Beitrag von Macros »

Ich schließe mich da NicTheQuick an.

Es gibt den freien Codec Opus, der Nachfolger von OGG, was PureBasic unterstützt.
Der hat in den letzten 10 Jahren gigantische Qualitätssprünge gemacht und die Ergebnisse sind echt erstaunlich.
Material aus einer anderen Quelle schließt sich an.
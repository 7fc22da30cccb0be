//! Container for per-voxel gamma index values.

use crate::image::ImageData;
use std::ops::Deref;

/// A gamma index image.
///
/// Carries the reference image's geometry. Voxels hold the gamma value
/// (>= 0) or NaN where the reference voxel was excluded (below the dose
/// cutoff, NaN, or — for the Wendling method — never sampled inside the
/// evaluated image).
#[derive(Debug, Clone, PartialEq)]
pub struct GammaResult {
    image: ImageData,
}

impl GammaResult {
    pub fn new(image: ImageData) -> Self {
        Self { image }
    }

    pub fn image(&self) -> &ImageData {
        &self.image
    }

    pub fn into_image(self) -> ImageData {
        self.image
    }

    /// Fraction of non-NaN voxels with gamma <= 1. Zero when every voxel is
    /// NaN.
    pub fn passing_rate(&self) -> f32 {
        let nansize = self.image.nansize();
        if nansize == 0 {
            return 0.0;
        }
        let passing = self
            .image
            .data()
            .iter()
            .filter(|v| !v.is_nan() && **v <= 1.0)
            .count();
        passing as f32 / nansize as f32
    }

    /// Minimum gamma value, ignoring NaNs.
    pub fn min_gamma(&self) -> f32 {
        self.image.nanmin()
    }

    /// Maximum gamma value, ignoring NaNs.
    pub fn max_gamma(&self) -> f32 {
        self.image.nanmax()
    }

    /// Sum of gamma values, ignoring NaNs.
    pub fn sum_gamma(&self) -> f64 {
        self.image.nansum()
    }

    /// Mean gamma value, ignoring NaNs.
    pub fn mean_gamma(&self) -> f64 {
        self.image.nanmean()
    }

    /// Variance of gamma values, ignoring NaNs.
    pub fn var_gamma(&self) -> f64 {
        self.image.nanvar()
    }
}

impl Deref for GammaResult {
    type Target = ImageData;

    fn deref(&self) -> &ImageData {
        &self.image
    }
}

impl From<ImageData> for GammaResult {
    fn from(image: ImageData) -> Self {
        Self::new(image)
    }
}

impl From<GammaResult> for ImageData {
    fn from(result: GammaResult) -> Self {
        result.image
    }
}

#[cfg(test)]
mod tests {
    use super::*;
    use crate::geometry::{DataOffset, DataSize, DataSpacing};
    use assert_approx_eq::assert_approx_eq;

    fn result(data: Vec<f32>) -> GammaResult {
        let columns = data.len() as u32;
        GammaResult::new(
            ImageData::new(
                data,
                DataSize::new(1, 1, columns),
                DataOffset::new(0.0, 0.0, 0.0),
                DataSpacing::new(0.0, 1.0, 1.0),
            )
            .unwrap(),
        )
    }

    #[test]
    fn test_passing_rate() {
        let res = result(vec![
            f32::NAN,
            0.5,
            0.2,
            0.0,
            1.0,
            0.2,
            f32::NAN,
            1.1,
            3.0,
            0.1,
            f32::NAN,
            f32::NAN,
        ]);
        assert_approx_eq!(res.passing_rate(), 0.75, 1e-6);
        assert_eq!(res.min_gamma(), 0.0);
        assert_eq!(res.max_gamma(), 3.0);
        assert_approx_eq!(res.sum_gamma(), 6.1, 1e-6);
        assert_approx_eq!(res.mean_gamma(), 0.7625, 1e-6);
        assert_approx_eq!(res.var_gamma(), 0.86234375, 1e-6);
        assert_eq!(res.nansize(), 8);
    }

    #[test]
    fn test_passing_rate_all_nan() {
        let res = result(vec![f32::NAN, f32::NAN]);
        assert_eq!(res.passing_rate(), 0.0);
    }

    #[test]
    fn test_deref_exposes_image_api() {
        let res = result(vec![0.5, 1.5]);
        assert_eq!(res.len(), 2);
        assert_eq!(res.size(), DataSize::new(1, 1, 2));
    }
}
Mit 32kBit/s kann man noch Orchestermusik in Stereo anhören. (Ein Beispiel für die hohe Dynamik die NTQ erwähnt hat und die deiner Idee zum Opfer fallen würde) bei MP3 kann man da selbst Popmusik nicht mehr anhören. Ab 64kBit/s wird es für die meisten schwer überhaupt einen Unterschied zum unkomprimierten Ton zu hören, besonders ohne gute Kopfhörer. Bei 96kBit/s wird es selbst für Experten fast unmöglich, sogar, wenn sie das Original direkt im Vergleich hören können.
Wenn du also ganz vorsichtig sein willst nimm 128kBit/s, das ist noch immer ein Drittel deines Ergebnisses!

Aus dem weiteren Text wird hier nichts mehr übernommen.